2.4.2 Verifying and Validating Survival Capabilities. At CDR, the Program Manager shall document, as part of the HRCP, how the implementation of survival capabilities from the requirement contained in paragraph 2.3.4 will be verified and validated (with rationale).
Note: This is linked to certification requirement in paragraph 2.3.4. These are the capabilities identified by the program that are unique to the reference mission and the system.
2.4.3 Verifying and Validating Critical System and Subsystem Performance. At CDR, the Program Manager shall document, as part of the HRCP, how the critical system and subsystem performance will be verified and validated (with rationale).
Rationale: The intent of this requirement is to have the program prove that the critical (sub)system actually performs its functions properly, which may or may not be demonstrated by requirements verification alone. Testing provides the last line of defense and opportunity to discover unexpected interactions and the ability to validate and verify models used during design. The axiom is "Test Like You Fly." The "Test Like You Fly" approach, covering nominal and off-nominal scenarios, assures the system can, in fact, accomplish the mission with the intended safety controls and robustness to mission success. It is acknowledged that testing is not possible for all types of systems and that testing is combined with analysis and other methods. Therefore, the second intent of this requirement is have the program justify the cases where a "Test Like You Fly" approach cannot or should not be used and to describe how validation is accomplished assuring sufficient coverage of the expected flight environments and operational sequences demonstrating critical (sub)system functions, performance, and margins. A detailed summarization of the plans and procedures for performing the verification and validation with respect to the critical system and subsystem performance is sufficient to meet this requirement, provided complete references are provided to the detailed plans and procedures that document the verification and validation activities.
2.4.4 Integrated Verification and Validation of Critical Systems and Subsystems. At CDR, the Program Manager shall document, as part of the HRCP, how critical system and subsystem performance will be verified and validated at the integrated system level to ensure that (sub)system interactions will not cause a catastrophic hazard (with rationale).
Rationale: The intent of this requirement is to have the program prove that the critical (sub)systems actually perform their functions properly in an integrated environment and to demonstrate that (sub)system interactions do not cause a catastrophic hazard. Testing provides an opportunity to discover unexpected interactions and allows the program to validate and verify models used during design. The axiom is "Test Like You Fly." The "Test Like You Fly" approach, covering nominal and off-nominal scenarios, assures the system can, in fact, accomplish the mission with the intended safety controls and robustness to mission success. It is acknowledged that testing is not possible for all types of systems and that testing is combined with analysis and other methods. Therefore, the second intent of this requirement is to have the program justify the cases where a "Test Like You Fly" approach cannot or should not be used and to describe how validation is accomplished assuring sufficient coverage of the expected flight environments and operational sequences demonstrating critical (sub)system functions, performance, and margins.

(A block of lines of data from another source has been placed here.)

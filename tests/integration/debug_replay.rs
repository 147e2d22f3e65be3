//! Debug mode recording and standalone replay.

use tempfile::TempDir;

use docforge::debug::{read_records, replay};
use docforge::scheduler::{Engine, GenerateOptions};
use docforge::spec::DocSpec;

use crate::common::{param, test_registry, three_fragment_spec};

fn debug_options() -> GenerateOptions {
    GenerateOptions {
        debug_mode: true,
        ..Default::default()
    }
}

#[tokio::test]
async fn failure_in_debug_mode_writes_a_record() {
    let dir = TempDir::new().unwrap();
    let spec_dir = dir.path().join("report");
    std::fs::create_dir_all(&spec_dir).unwrap();
    three_fragment_spec(&spec_dir);
    let spec = DocSpec::load(&spec_dir).unwrap();
    let (registry, parser, _fetcher) = test_registry();
    parser.fail_fragment("detail");
    let engine = Engine::new(registry);

    let batch = engine
        .generate(&spec, vec![param("X1")], &debug_options(), None)
        .await
        .unwrap();
    assert!(batch.is_failed());

    // The log lives in the shared meta dir beside the spec directory.
    let log = dir.path().join("_meta/debug_log.jsonl");
    let records = read_records(&log).unwrap();
    assert_eq!(records.len(), 1);

    let record = &records[0];
    assert_eq!(record.document, "X1");
    assert_eq!(record.fragment_path, "root.detail");
    assert_eq!(record.parameter, param("X1"));
    // The triple is complete: data was fetched before generation failed.
    assert!(record.data.is_object());
    assert!(record.metadata.contains_key("fragment_name"));
}

#[tokio::test]
async fn replayed_record_reproduces_the_error() {
    let dir = TempDir::new().unwrap();
    let spec_dir = dir.path().join("report");
    std::fs::create_dir_all(&spec_dir).unwrap();
    three_fragment_spec(&spec_dir);
    let spec = DocSpec::load(&spec_dir).unwrap();
    let (registry, parser, _fetcher) = test_registry();
    parser.fail_fragment("detail");
    let engine = Engine::new(registry.clone());

    engine
        .generate(&spec, vec![param("X1")], &debug_options(), None)
        .await
        .unwrap();

    let log = dir.path().join("_meta/debug_log.jsonl");
    let records = read_records(&log).unwrap();

    // Feeding the recorded triple straight back into the executor's
    // generation stage reproduces the same failure, with no other run
    // state involved.
    let err = replay(&registry, &records[0]).await.unwrap_err();
    assert!(err.to_string().contains("instrumented failure in 'detail'"));
}

#[tokio::test]
async fn debug_mode_executes_sequentially_in_pre_order() {
    let dir = TempDir::new().unwrap();
    let spec_dir = dir.path().join("report");
    std::fs::create_dir_all(&spec_dir).unwrap();
    three_fragment_spec(&spec_dir);
    let spec = DocSpec::load(&spec_dir).unwrap();
    let (registry, parser, _fetcher) = test_registry();
    // Both leaves fail: the records must appear in pre-order, proving
    // sequential execution.
    parser.fail_fragment("summary");
    parser.fail_fragment("detail");
    let engine = Engine::new(registry);

    engine
        .generate(&spec, vec![param("X1")], &debug_options(), None)
        .await
        .unwrap();

    let log = dir.path().join("_meta/debug_log.jsonl");
    let records = read_records(&log).unwrap();
    let paths: Vec<&str> = records.iter().map(|r| r.fragment_path.as_str()).collect();
    assert_eq!(paths, vec!["root.summary", "root.detail"]);
}

#[tokio::test]
async fn no_record_without_debug_mode() {
    let dir = TempDir::new().unwrap();
    let spec_dir = dir.path().join("report");
    std::fs::create_dir_all(&spec_dir).unwrap();
    three_fragment_spec(&spec_dir);
    let spec = DocSpec::load(&spec_dir).unwrap();
    let (registry, parser, _fetcher) = test_registry();
    parser.fail_fragment("detail");
    let engine = Engine::new(registry);

    engine
        .generate(
            &spec,
            vec![param("X1")],
            &GenerateOptions::default(),
            None,
        )
        .await
        .unwrap();

    assert!(!dir.path().join("_meta/debug_log.jsonl").exists());
}
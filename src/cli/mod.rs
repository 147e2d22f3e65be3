//! Command-line interface for docforge.
//!
//! Three commands cover the generation workflow:
//!
//! - `generate` - build one or more documents from a specification
//! - `tree` - print the resolved fragment tree
//! - `replay` - re-run a recorded failure from the debug log
//!
//! ```bash
//! # Whole document for one parameter
//! docforge generate ./myreport --param country=ES
//!
//! # Partial generation: one fragment and its ancestors
//! docforge generate ./myreport --param country=ES --fragment detail
//!
//! # Batch from a JSON file, sequential debug mode
//! docforge generate ./myreport --params-file params.json --debug
//!
//! # Inspect and replay the last recorded failure
//! docforge replay ./myreport
//! ```

use std::path::PathBuf;
use std::sync::Arc;

use anyhow::{Context, Result, bail};
use clap::{Args, Parser, Subcommand};
use colored::Colorize;
use indicatif::{ProgressBar, ProgressStyle};
use serde_json::Value;

use crate::backend::PluginRegistry;
use crate::constants::{DEBUG_LOG_NAME, DEFAULT_DOCUMENT_WORKERS, DEFAULT_FRAGMENT_WORKERS};
use crate::core::DocumentParameter;
use crate::core::report::GenerationState;
use crate::debug::{read_records, replay};
use crate::executor::DataDigestPolicy;
use crate::scheduler::{Engine, GenerateOptions};
use crate::spec::DocSpec;
use crate::tree::FragmentTree;

/// Top-level CLI definition.
#[derive(Parser)]
#[command(name = "docforge", version, about = "Parameterizable document compiler")]
pub struct Cli {
    #[command(subcommand)]
    command: Commands,
}

#[derive(Subcommand)]
enum Commands {
    /// Generate documents from a specification directory
    Generate(GenerateArgs),
    /// Print the resolved fragment tree of a specification
    Tree(TreeArgs),
    /// Re-run a failure recorded in the debug log
    Replay(ReplayArgs),
}

#[derive(Args)]
struct GenerateArgs {
    /// Path to the document specification directory
    docspec: PathBuf,

    /// Document parameter entries as key=value (repeatable); values are
    /// parsed as JSON when possible, kept as strings otherwise
    #[arg(short, long = "param")]
    params: Vec<String>,

    /// JSON file with an array of parameter objects (batch generation)
    #[arg(long)]
    params_file: Option<PathBuf>,

    /// Generate only these fragments (and their ancestors); repeatable
    #[arg(short, long = "fragment")]
    fragments: Vec<String>,

    /// Sequential execution with failure recording for replay
    #[arg(long)]
    debug: bool,

    /// Concurrent fragment executions per document
    #[arg(long, default_value_t = DEFAULT_FRAGMENT_WORKERS)]
    fragment_workers: usize,

    /// Concurrent documents per batch
    #[arg(long, default_value_t = DEFAULT_DOCUMENT_WORKERS)]
    document_workers: usize,

    /// Ignore cached contexts and recompute every fragment
    #[arg(long)]
    no_cache: bool,

    /// Trust stored data digests: skip data fetches when logic, parameter
    /// and metadata are unchanged (faster, may serve stale data)
    #[arg(long)]
    trust_stored_data: bool,
}

#[derive(Args)]
struct TreeArgs {
    /// Path to the document specification directory
    docspec: PathBuf,
}

#[derive(Args)]
struct ReplayArgs {
    /// Path to the document specification directory
    docspec: PathBuf,

    /// Record index in the debug log; defaults to the most recent
    #[arg(long)]
    index: Option<usize>,
}

impl Cli {
    /// Execute the parsed command.
    pub async fn execute(self) -> Result<()> {
        match self.command {
            Commands::Generate(args) => generate(args).await,
            Commands::Tree(args) => tree(args),
            Commands::Replay(args) => replay_command(args).await,
        }
    }
}

async fn generate(args: GenerateArgs) -> Result<()> {
    let spec = DocSpec::load(&args.docspec)?;
    let params = collect_params(&args)?;
    if params.is_empty() {
        bail!("No document parameters given; pass --param or --params-file");
    }

    let options = GenerateOptions {
        fragments: args.fragments,
        debug_mode: args.debug,
        fragment_workers: args.fragment_workers,
        document_workers: args.document_workers,
        skip_unchanged: if args.no_cache {
            Some(false)
        } else {
            None
        },
        policy: if args.trust_stored_data {
            DataDigestPolicy::TrustStored
        } else {
            DataDigestPolicy::FetchAndVerify
        },
    };

    let pb = ProgressBar::new(params.len() as u64);
    pb.set_style(
        ProgressStyle::with_template("{spinner} [{bar:30}] {pos}/{len} {msg}")
            .unwrap_or_else(|_| ProgressStyle::default_bar()),
    );

    let engine = Engine::new(Arc::new(PluginRegistry::with_builtins()));
    let batch = engine
        .generate(&spec, params, &options, Some(pb.clone()))
        .await?;
    pb.finish_and_clear();

    for outcome in &batch.outcomes {
        let label = match outcome.state {
            GenerationState::Done if outcome.partial => "partial".yellow(),
            GenerationState::Done => "done".green(),
            _ => "failed".red(),
        };
        let location = outcome
            .output_path
            .as_ref()
            .map(|p| p.display().to_string())
            .unwrap_or_default();
        println!(
            "{label} {} ({} fragment/s, {} cached) {location}",
            outcome.document.bold(),
            outcome.closure.len(),
            outcome.cache_hits,
        );
    }

    if batch.is_failed() {
        eprintln!("\n{}", batch.report);
        bail!(
            "Generation finished with {} error/s",
            batch.report.error_count()
        );
    }
    Ok(())
}

fn collect_params(args: &GenerateArgs) -> Result<Vec<DocumentParameter>> {
    if let Some(file) = &args.params_file {
        let text = std::fs::read_to_string(file)
            .with_context(|| format!("Failed to read params file: {}", file.display()))?;
        let values: Vec<Value> =
            serde_json::from_str(&text).context("Params file must be a JSON array of objects")?;
        return values
            .into_iter()
            .map(|value| match value {
                Value::Object(map) => Ok(DocumentParameter::from_map(map)),
                other => bail!("Params file entries must be objects, got {other}"),
            })
            .collect();
    }

    let mut param = DocumentParameter::new();
    for entry in &args.params {
        let (key, raw) = entry
            .split_once('=')
            .with_context(|| format!("Invalid --param '{entry}', expected key=value"))?;
        let value = serde_json::from_str(raw).unwrap_or_else(|_| Value::String(raw.to_string()));
        param.insert(key, value);
    }
    Ok(if param.is_empty() {
        Vec::new()
    } else {
        vec![param]
    })
}

fn tree(args: TreeArgs) -> Result<()> {
    let spec = DocSpec::load(&args.docspec)?;
    let registry = PluginRegistry::with_builtins();
    let backend = registry.template_backend(&spec.config.template_backend)?;
    let tree = FragmentTree::build(&spec, backend.as_ref())?;
    print!("{}", tree.to_tree_string());
    Ok(())
}

async fn replay_command(args: ReplayArgs) -> Result<()> {
    let spec = DocSpec::load(&args.docspec)?;
    let log = spec.meta_dir().join(DEBUG_LOG_NAME);
    let records = read_records(&log)?;
    if records.is_empty() {
        bail!("Debug log {} has no records", log.display());
    }

    let index = args.index.unwrap_or(records.len() - 1);
    let record = records
        .get(index)
        .with_context(|| format!("Record index {index} out of range (0..{})", records.len()))?;

    println!(
        "Replaying [{}] {} recorded at {}",
        record.document.bold(),
        record.fragment_path,
        record.timestamp
    );

    let registry = PluginRegistry::with_builtins();
    match replay(&registry, record).await {
        Ok(context) => {
            println!("{}", "Replay succeeded; the failure did not reproduce".green());
            println!("{}", serde_json::to_string_pretty(&context)?);
            Ok(())
        }
        Err(e) => {
            eprintln!("{}", "Failure reproduced:".red().bold());
            Err(e)
        }
    }
}
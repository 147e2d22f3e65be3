//! Metadata hierarchy merging.
//!
//! Every fragment execution receives one resolved metadata record, merged
//! from three layers with defined precedence (lowest to highest):
//!
//! 1. engine defaults and computed values ("fixed" layer),
//! 2. document-level declarations from the specification manifest,
//! 3. fragment-level declarations from the fragment's source unit.
//!
//! Fixed, engine-computed keys (paths, identities, modes) are never
//! user-overridable: a document- or fragment-level attempt to set one is
//! silently ignored. Resolution is a pure function and is recomputed every
//! run - its inputs are what get fingerprinted, not the merge itself.

use serde_json::json;

use crate::core::{DocumentParameter, Metadata};
use crate::spec::{DocSpec, GenPaths};

/// Keys computed by the engine that user layers can never override.
pub const FIXED_KEYS: &[&str] = &[
    "doc_name",
    "doc_suffix",
    "docspec_path",
    "fragment_name",
    "fragment_path",
    "fragment_source",
    "hash_path",
    "tmp_path",
    "log_path",
    "out_path",
    "data_path",
    "templates_path",
    "src_path",
    "debug_mode",
    "skip_unchanged_fragments",
];

/// Whether a key belongs to the engine-controlled fixed set.
pub fn is_fixed_key(key: &str) -> bool {
    FIXED_KEYS.contains(&key)
}

/// Merge the three metadata layers into one resolved record.
///
/// Keys from `document` override non-fixed defaults in `fixed`; keys from
/// `fragment` override both. Keys listed in [`FIXED_KEYS`] always come
/// from `fixed`, regardless of what the user layers declare.
pub fn resolve(fixed: &Metadata, document: &Metadata, fragment: &Metadata) -> Metadata {
    let mut resolved = Metadata::new();
    for (key, value) in fixed {
        resolved.insert(key.clone(), value.clone());
    }
    for layer in [document, fragment] {
        for (key, value) in layer {
            if is_fixed_key(key) {
                continue;
            }
            resolved.insert(key.clone(), value.clone());
        }
    }
    resolved
}

/// Build the fixed (engine-computed) metadata layer for one document.
pub fn fixed_for_document(
    spec: &DocSpec,
    param: &DocumentParameter,
    paths: &GenPaths,
    debug_mode: bool,
    skip_unchanged: bool,
) -> Metadata {
    let mut fixed = Metadata::new();
    fixed.insert("doc_name".to_string(), json!(spec.config.doc_name));
    fixed.insert("doc_suffix".to_string(), json!(param.suffix()));
    fixed.insert(
        "docspec_path".to_string(),
        json!(spec.path.display().to_string()),
    );
    fixed.insert(
        "hash_path".to_string(),
        json!(paths.hash_path.display().to_string()),
    );
    fixed.insert(
        "tmp_path".to_string(),
        json!(paths.tmp_path.display().to_string()),
    );
    fixed.insert(
        "log_path".to_string(),
        json!(paths.log_path.display().to_string()),
    );
    fixed.insert(
        "out_path".to_string(),
        json!(paths.out_path.display().to_string()),
    );
    fixed.insert(
        "data_path".to_string(),
        json!(spec.data_dir().display().to_string()),
    );
    fixed.insert(
        "templates_path".to_string(),
        json!(spec.templates_dir().display().to_string()),
    );
    fixed.insert(
        "src_path".to_string(),
        json!(spec.sources_dir().display().to_string()),
    );
    fixed.insert("debug_mode".to_string(), json!(debug_mode));
    fixed.insert(
        "skip_unchanged_fragments".to_string(),
        json!(skip_unchanged),
    );
    fixed
}

/// Extend a document's fixed layer with one fragment's identity keys.
pub fn with_fragment_identity(
    document_fixed: &Metadata,
    name: &str,
    path: &str,
    source: Option<&std::path::Path>,
) -> Metadata {
    let mut fixed = document_fixed.clone();
    fixed.insert("fragment_name".to_string(), json!(name));
    fixed.insert("fragment_path".to_string(), json!(path));
    if let Some(source) = source {
        fixed.insert(
            "fragment_source".to_string(),
            json!(source.display().to_string()),
        );
    }
    fixed
}

/// Merge fragment-level metadata (from a source unit) over a resolved
/// record, protecting fixed keys.
pub fn merge_fragment_layer(resolved: &Metadata, fragment: &Metadata) -> Metadata {
    let mut merged = resolved.clone();
    for (key, value) in fragment {
        if is_fixed_key(key) {
            continue;
        }
        merged.insert(key.clone(), value.clone());
    }
    merged
}
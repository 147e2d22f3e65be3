//! docforge CLI entry point.
//!
//! Parses command-line arguments, initializes tracing and delegates to
//! the command implementations in [`docforge::cli`].

use anyhow::Result;
use clap::Parser;
use docforge::cli::Cli;
use docforge::core::error::user_friendly_error;
use tracing_subscriber::EnvFilter;

#[tokio::main]
async fn main() -> Result<()> {
    tracing_subscriber::fmt()
        .with_env_filter(EnvFilter::from_default_env())
        .with_writer(std::io::stderr)
        .init();

    let cli = Cli::parse();
    match cli.execute().await {
        Ok(()) => Ok(()),
        Err(e) => {
            user_friendly_error(e).display();
            std::process::exit(1);
        }
    }
}
//! Generation results and the aggregated error report.
//!
//! Every fragment execution produces a [`FragmentOutcome`]; the scheduler
//! collects them into a [`GenerationReport`] grouped by document, then by
//! fragment name, so a caller (or a UI) can pinpoint exactly which units
//! failed and why without parsing log output.

use std::collections::BTreeMap;
use std::fmt;
use std::path::PathBuf;

use serde::{Deserialize, Serialize};

use crate::constants::DOCUMENT_SCOPE_KEY;
use crate::core::JsonMap;

/// One recorded failure: a short summary plus machine-inspectable detail
/// (the rendered error chain).
#[derive(Debug, Clone, PartialEq, Eq, Serialize, Deserialize)]
pub struct FragmentFailure {
    /// One-line error summary
    pub summary: String,
    /// Full error detail (cause chain), suitable for a trace pane
    pub detail: String,
}

impl FragmentFailure {
    /// Build a failure record from an error chain.
    pub fn from_error(error: &anyhow::Error) -> Self {
        Self {
            summary: error.to_string(),
            detail: format!("{error:?}"),
        }
    }
}

/// Outcome of executing one fragment: its context or its failure.
///
/// Never silently dropped - the scheduler turns every error into a report
/// entry and every context into a merged-tree node.
#[derive(Debug, Clone)]
pub struct FragmentOutcome {
    /// Fragment name (template basename)
    pub name: String,
    /// Dot-separated path from the tree root
    pub path: String,
    /// Context on success, failure record otherwise
    pub result: Result<JsonMap, FragmentFailure>,
    /// Whether the context came from the fingerprint cache
    pub cached: bool,
}

/// Lifecycle of one document generation run.
#[derive(Debug, Clone, Copy, PartialEq, Eq, Serialize, Deserialize)]
pub enum GenerationState {
    /// Queued, nothing started
    Pending,
    /// Tree resolution, parameter validation and augmentation
    Resolving,
    /// Fragment execution (parallel unless debug mode)
    Executing,
    /// Assembling the merged context tree
    Merging,
    /// Template rendering
    Rendering,
    /// Post-processing stages
    PostProcessing,
    /// Finished with a usable artifact
    Done,
    /// Terminal failure for this document
    Failed,
}

impl fmt::Display for GenerationState {
    fn fmt(&self, f: &mut fmt::Formatter<'_>) -> fmt::Result {
        let s = match self {
            Self::Pending => "pending",
            Self::Resolving => "resolving",
            Self::Executing => "executing",
            Self::Merging => "merging",
            Self::Rendering => "rendering",
            Self::PostProcessing => "post-processing",
            Self::Done => "done",
            Self::Failed => "failed",
        };
        write!(f, "{s}")
    }
}

/// Aggregated failures of one batch run: document name to fragment name to
/// failure. Document-scoped failures (render, post-process, configuration)
/// use the reserved [`DOCUMENT_SCOPE_KEY`] fragment key.
#[derive(Debug, Clone, Default, PartialEq, Eq, Serialize, Deserialize)]
#[serde(transparent)]
pub struct GenerationReport {
    documents: BTreeMap<String, BTreeMap<String, FragmentFailure>>,
}

impl GenerationReport {
    /// Create an empty report.
    pub fn new() -> Self {
        Self::default()
    }

    /// Record a fragment-scoped failure.
    pub fn record(
        &mut self,
        document: impl Into<String>,
        fragment: impl Into<String>,
        failure: FragmentFailure,
    ) {
        self.documents
            .entry(document.into())
            .or_default()
            .insert(fragment.into(), failure);
    }

    /// Record a document-scoped failure under the reserved key.
    pub fn record_document(&mut self, document: impl Into<String>, failure: FragmentFailure) {
        self.record(document, DOCUMENT_SCOPE_KEY, failure);
    }

    /// Fold another report into this one.
    pub fn merge(&mut self, other: Self) {
        for (doc, fragments) in other.documents {
            self.documents.entry(doc).or_default().extend(fragments);
        }
    }

    /// Whether any failure was recorded.
    pub fn is_failed(&self) -> bool {
        !self.documents.is_empty()
    }

    /// Total number of recorded failures.
    pub fn error_count(&self) -> usize {
        self.documents.values().map(BTreeMap::len).sum()
    }

    /// Failures of one document, if any.
    pub fn for_document(&self, document: &str) -> Option<&BTreeMap<String, FragmentFailure>> {
        self.documents.get(document)
    }

    /// Iterate over all (document, fragment, failure) entries.
    pub fn entries(&self) -> impl Iterator<Item = (&str, &str, &FragmentFailure)> {
        self.documents.iter().flat_map(|(doc, fragments)| {
            fragments
                .iter()
                .map(move |(frag, failure)| (doc.as_str(), frag.as_str(), failure))
        })
    }
}

impl fmt::Display for GenerationReport {
    fn fmt(&self, f: &mut fmt::Formatter<'_>) -> fmt::Result {
        for (doc, frag, failure) in self.entries() {
            writeln!(f, "[{doc}] {frag}:\n  {}\n", failure.summary)?;
        }
        write!(f, "{} error/s", self.error_count())
    }
}

/// Result of generating one document of a batch.
#[derive(Debug, Clone)]
pub struct DocumentOutcome {
    /// Document identity (parameter suffix)
    pub document: String,
    /// Final state, either `Done` or `Failed`
    pub state: GenerationState,
    /// Paths of the fragments in the executed closure, pre-order.
    ///
    /// Exposed so callers can label partial output and drive selective
    /// re-runs.
    pub closure: Vec<String>,
    /// Whether the closure was a proper subset of the tree
    pub partial: bool,
    /// Rendered artifact location, when rendering succeeded
    pub output_path: Option<PathBuf>,
    /// Number of fragments served from the fingerprint cache
    pub cache_hits: usize,
}

/// Result of a whole batch run: per-document outcomes plus the aggregated
/// report. The report is populated even on partial success.
#[derive(Debug, Clone, Default)]
pub struct BatchOutcome {
    /// Per-document outcomes in input order
    pub outcomes: Vec<DocumentOutcome>,
    /// Aggregated failures
    pub report: GenerationReport,
}

impl BatchOutcome {
    /// Whether the batch as a whole is considered failed.
    pub fn is_failed(&self) -> bool {
        self.report.is_failed()
    }
}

2.4.5 Verifying and Validating Critical Software Performance.
184.108.40.206 At CDR, the Program Manager shall document, as part of the HRCP, how testing will be used to verify and validate the performance, security, and safety of all critical software across the entire performance envelope (or flight envelope) including mission functions, modes, and transitions (with rationale).
220.127.116.11 At CDR, the Program Manager shall also document, as part of the HRCP, how testing will be used to verify and validate the performance, security, and safety of all critical software under additional off-nominal, contingency, and stress testing (with faults injected) (with rationale).
Rationale: The intent of these requirements is to have the program fully describe the verification and validation approach that will be used, including fidelity of test environment and extent of stress testing to be performed. Critical mission software, which may include both flight and ground software, should be tested using the highest fidelity closed-loop test environment possible; for example, when a flight-equivalent avionics test bed is not used, the program needs to provide the rationale and strategy for the alternate approach.
2.4.6 System Design Verification and Validation Results. At ORR, the Program Manager shall summarize, as part of the HRCP, the results of the verification and validation performed per requirements 2.4.1 and 2.4.2, along with access to the detailed results.
2.4.7 Critical System and Subsystem Performance Verification and Validation. At ORR, the Program Manager shall summarize, as part of the HRCP, the results of the critical system and subsystem verification and validation performed per requirements 2.4.3 and 2.4.4, along with access to the detailed results.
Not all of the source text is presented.